(Collected data entries)
»»

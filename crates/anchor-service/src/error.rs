use anchor_ledger::LedgerError;
use anchor_queue::QueueError;
use anchor_store::StoreError;
use anchor_types::{RecordId, TypeError};

/// The anchor request for a stored record could not be handed to the queue.
///
/// The record itself stays stored; it is "stored but not yet
/// anchor-requested" until republished.
#[derive(Debug, thiserror::Error)]
pub enum PublishError {
    #[error("failed to enqueue anchor request for {identifier}: {source}")]
    Delivery {
        identifier: RecordId,
        #[source]
        source: QueueError,
    },
}

/// Verification could not reach a verdict.
#[derive(Debug, thiserror::Error)]
pub enum VerifyError {
    #[error("store error: {0}")]
    Store(#[from] StoreError),

    #[error("ledger error: {0}")]
    Ledger(#[from] LedgerError),
}

/// Errors that abort a reconciliation sweep.
#[derive(Debug, thiserror::Error)]
pub enum ReconcileError {
    #[error("store error: {0}")]
    Store(#[from] StoreError),

    #[error("ledger error: {0}")]
    Ledger(#[from] LedgerError),
}

/// Errors that stop the anchor worker. Per-delivery failures are not
/// errors; they end in a [`DeliveryOutcome`](crate::DeliveryOutcome).
#[derive(Debug, thiserror::Error)]
pub enum WorkerError {
    #[error("queue error: {0}")]
    Queue(#[from] QueueError),
}

/// A record update was refused before anything was stored.
#[derive(Debug, thiserror::Error)]
pub enum UpdateError {
    #[error("invalid record fields: {0}")]
    InvalidFields(#[from] TypeError),

    #[error("store error: {0}")]
    Store(#[from] StoreError),
}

««

• About this exercise: Each entry above must be repeated word for word.

• Task result:
filename crates/anchor-service/src/error.rs
use anchor_ledger::LedgerError;
use anchor_queue::QueueError;
use anchor_store::StoreError;
use anchor_types::{RecordId, TypeError};

/// The anchor request for a stored record could not be handed to the queue.
///
/// The record itself stays stored; it is "stored but not yet
/// anchor-requested" until republished.
#[derive(Debug, thiserror::Error)]
pub enum PublishError {
    #[error("failed to enqueue anchor request for {identifier}: {source}")]
    Delivery {
        identifier: RecordId,
        #[source]
        source: QueueError,
    },
}

/// Verification could not reach a verdict.
#[derive(Debug, thiserror::Error)]
pub enum VerifyError {
    #[error("store error: {0}")]
    Store(#[from] StoreError),

    #[error("ledger error: {0}")]
    Ledger(#[from] LedgerError),
}

/// Errors that abort a reconciliation sweep.
#[derive(Debug, thiserror::Error)]
pub enum ReconcileError {
    #[error("store error: {0}")]
    Store(#[from] StoreError),

    #[error("ledger error: {0}")]
    Ledger(#[from] LedgerError),
}

/// Errors that stop the anchor worker. Per-delivery failures are not
/// errors; they end in a [`DeliveryOutcome`](crate::DeliveryOutcome).
#[derive(Debug, thiserror::Error)]
pub enum WorkerError {
    #[error("queue error: {0}")]
    Queue(#[from] QueueError),
}

/// A record update was refused before anything was stored.
#[derive(Debug, thiserror::Error)]
pub enum UpdateError {
    #[error("invalid record fields: {0}")]
    InvalidFields(#[from] TypeError),

    #[error("store error: {0}")]
    Store(#[from] StoreError),
}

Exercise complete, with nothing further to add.